Hi @JennyZinser I have popped a message to MNHQ to suggest they put this in the appropriate topic. Other people may feel able to help you but my view is that this is a support thread for parents who are already going through a tough time. I think it would have been better to put your post in NFP surveys or Non-member requests, then you could have linked to it here.

JennyZinser · 28/06/2021 11:55

Hi @Lougle, thank you for the message and highlighting that. I have removed the post and instead placed this in the NFP surveys section. Should anyone be interested in participating in research looking at parents and carers experience, more information can be found there.

Wishing you all well,
Jenny

SoTiredNeedHoliday · 28/06/2021 15:36

Hi All, Looking for some helps with motivation today, for me. It just gets so 'monotonous' and sometimes it's just too much.
Feels better to have told someone!
DD needs me so much of the time it is overwhelming, I've partially forgotten what else I used to do, every day is focused on food and body image..... and with no holiday to look forward to it's pretty exhausting.

OP posts:
Lottsbiffandsmudge · 28/06/2021 16:59

Hi @SoTiredNeedHoliday sorry you are having such a tough time. It is relentless and I have no answers except to say keep going and hoping. Even though we are in a better place than we were I still would love a day when I don’t have to cook or think about food.
Flowers

Valleyofthedollymix · 28/06/2021 17:22

@SoTiredNeedHoliday it's so effing boring! Honestly, it's grindingly tedious. There are moments of high drama (us on Saturday night) but most of the time it's just an evil version of what was already quite dull and thankless i.e. feeding a family, day in day out.

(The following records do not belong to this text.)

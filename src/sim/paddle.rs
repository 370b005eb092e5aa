//! Paddle behaviour: horizontal spring-return and ball repositioning

use serde::{Deserialize, Serialize};

use super::body::{CollisionType, Side};
use super::entity::Entity;
use crate::consts::*;

/// Paddle-specific state
#[derive(Debug, Clone, Copy, PartialEq, Serialize, Deserialize)]
pub struct PaddleState {
    /// x-coordinate the paddle springs back to
    pub rest_position: f32,
}

impl PaddleState {
    pub fn new(rest_position: f32) -> Self {
        Self { rest_position }
    }
}

/// Spring the paddle's x-velocity toward its rest position, damp it, and
/// snap onto rest once close and slow.
pub(crate) fn pre_update(paddle: &mut Entity, dt_ms: f32) {
    let Some(state) = paddle.as_paddle().copied() else {
        return;
    };
    let body = &mut paddle.body;
    let displacement = (state.rest_position - body.position.x).abs();
    let sign = if body.position.x > state.rest_position { -1.0 } else { 1.0 };

    body.velocity.x += PADDLE_SPRING * dt_ms * displacement * displacement * sign;
    body.velocity.x *= PADDLE_DAMPING;

    if displacement < PADDLE_SNAP_DISTANCE && body.velocity.x.abs() < PADDLE_SNAP_SPEED {
        body.position.x = state.rest_position;
        body.velocity.x = 0.0;
    }
}

/// Put a ball that touched the paddle's top or bottom flush against that edge
pub(crate) fn handle_collision(paddle: &mut Entity, other: &mut Entity, side: Side) {
    if other.collision_type() != CollisionType::Ball {
        return;
    }
    let top = paddle.body.position.y;
    let bottom = top + paddle.body.size.height;
    match side {
        Side::Top => other.body.position.y = top - other.body.size.height - 1.0,
        Side::Bottom => other.body.position.y = bottom + 1.0,
        Side::Left | Side::Right => {}
    }
}
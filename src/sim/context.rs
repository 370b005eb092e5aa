//! Simulation context: the process-wide state the entities read and write
//!
//! Owned by the game driver and passed into every world update. Writers:
//! - `input`: the host, through [`SimContext::key_event`]
//! - `score`: ball goal handling only
//! - clock: [`SimContext::advance`], called by the world once per tick

use rand::SeedableRng;
use rand_pcg::Pcg32;
use serde::{Deserialize, Serialize};

use super::entity::EntityId;
use super::input::{InputState, Key};

/// Goal counters
#[derive(Debug, Clone, Copy, Default, PartialEq, Eq, Serialize, Deserialize)]
pub struct Score {
    pub player1: u32,
    pub player2: u32,
}

impl Score {
    pub fn new() -> Self {
        Self::default()
    }

    pub fn increment_player1(&mut self) {
        self.player1 += 1;
    }

    pub fn increment_player2(&mut self) {
        self.player2 += 1;
    }

    pub fn total(&self) -> u32 {
        self.player1 + self.player2
    }
}

/// Playfield dimensions (the canvas size)
#[derive(Debug, Clone, Copy, PartialEq, Serialize, Deserialize)]
pub struct Arena {
    pub width: f32,
    pub height: f32,
}

impl Arena {
    pub fn new(width: f32, height: f32) -> Self {
        Self { width, height }
    }

    /// Whether `x` lies in the left half
    #[inline]
    pub fn is_left_half(&self, x: f32) -> bool {
        x < self.width / 2.0
    }
}

impl Default for Arena {
    fn default() -> Self {
        Self::new(800.0, 480.0)
    }
}

/// Shared state for one running match
#[derive(Debug, Clone)]
pub struct SimContext {
    pub input: InputState,
    pub score: Score,
    pub arena: Arena,
    /// Debug overlay visibility
    pub show_fps: bool,
    /// Ball that leaves through the left goal is served by this paddle
    pub player1: Option<EntityId>,
    /// Ball that leaves through the right goal is served by this paddle
    pub player2: Option<EntityId>,
    now_ms: f64,
    rng: Pcg32,
}

impl SimContext {
    pub fn new(arena: Arena, seed: u64) -> Self {
        Self {
            input: InputState::new(),
            score: Score::new(),
            arena,
            show_fps: false,
            player1: None,
            player2: None,
            now_ms: 0.0,
            rng: Pcg32::seed_from_u64(seed),
        }
    }

    /// Simulation time in milliseconds
    #[inline]
    pub fn now_ms(&self) -> f64 {
        self.now_ms
    }

    /// Move the clock forward by one tick
    pub fn advance(&mut self, dt_ms: f32) {
        self.now_ms += f64::from(dt_ms.max(0.0));
    }

    pub fn rng(&mut self) -> &mut Pcg32 {
        &mut self.rng
    }

    /// Host key event. Pressing the toggle key flips the FPS overlay.
    pub fn key_event(&mut self, key: Key, pressed: bool) {
        if key == Key::T {
            if pressed {
                self.show_fps = !self.show_fps;
                log::debug!("FPS overlay: {}", self.show_fps);
            }
            return;
        }
        self.input.set(key, pressed);
    }
}

impl Default for SimContext {
    fn default() -> Self {
        Self::new(Arena::default(), 0)
    }
}

#[cfg(test)]
mod tests {
    use super::*;

    #[test]
    fn test_score_increments() {
        let mut score = Score::new();
        score.increment_player1();
        score.increment_player2();
        score.increment_player2();
        assert_eq!(score.player1, 1);
        assert_eq!(score.player2, 2);
        assert_eq!(score.total(), 3);
    }

    #[test]
    fn test_clock_advances() {
        let mut ctx = SimContext::default();
        ctx.advance(16.0);
        ctx.advance(4.0);
        assert!((ctx.now_ms() - 20.0).abs() < 1e-9);
        ctx.advance(-5.0);
        assert!((ctx.now_ms() - 20.0).abs() < 1e-9);
    }

    #[test]
    fn test_toggle_key_flips_overlay() {
        let mut ctx = SimContext::default();
        ctx.key_event(Key::T, true);
        assert!(ctx.show_fps);
        ctx.key_event(Key::T, false);
        assert!(ctx.show_fps);
        ctx.key_event(Key::T, true);
        assert!(!ctx.show_fps);

        ctx.key_event(Key::Space, true);
        assert!(ctx.input.space);
    }

    #[test]
    fn test_arena_halves() {
        let arena = Arena::new(800.0, 480.0);
        assert!(arena.is_left_half(20.0));
        assert!(!arena.is_left_half(764.0));
    }
}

I have no life. Lockdown easing was really hard because as things opened up, we were still closed down. Silly things that I love, like playing tennis, have been denied to me if they don't fit in with our feeding schedule. My work is intellectually stimulating but I've cancelled it all as otherwise I was at risk of letting people down at the last minute. Plus just don't have the headspace.

We booked a holiday back in January, when we had the diagnosis but don't think imagined we'd have travelled so little distance by now, and it's almost worse because we've no idea if we'll be able to go. A) covid etc and b) DD and whether she'll be well enough. And even if we do go, it won't be a holiday from boring boring feeding.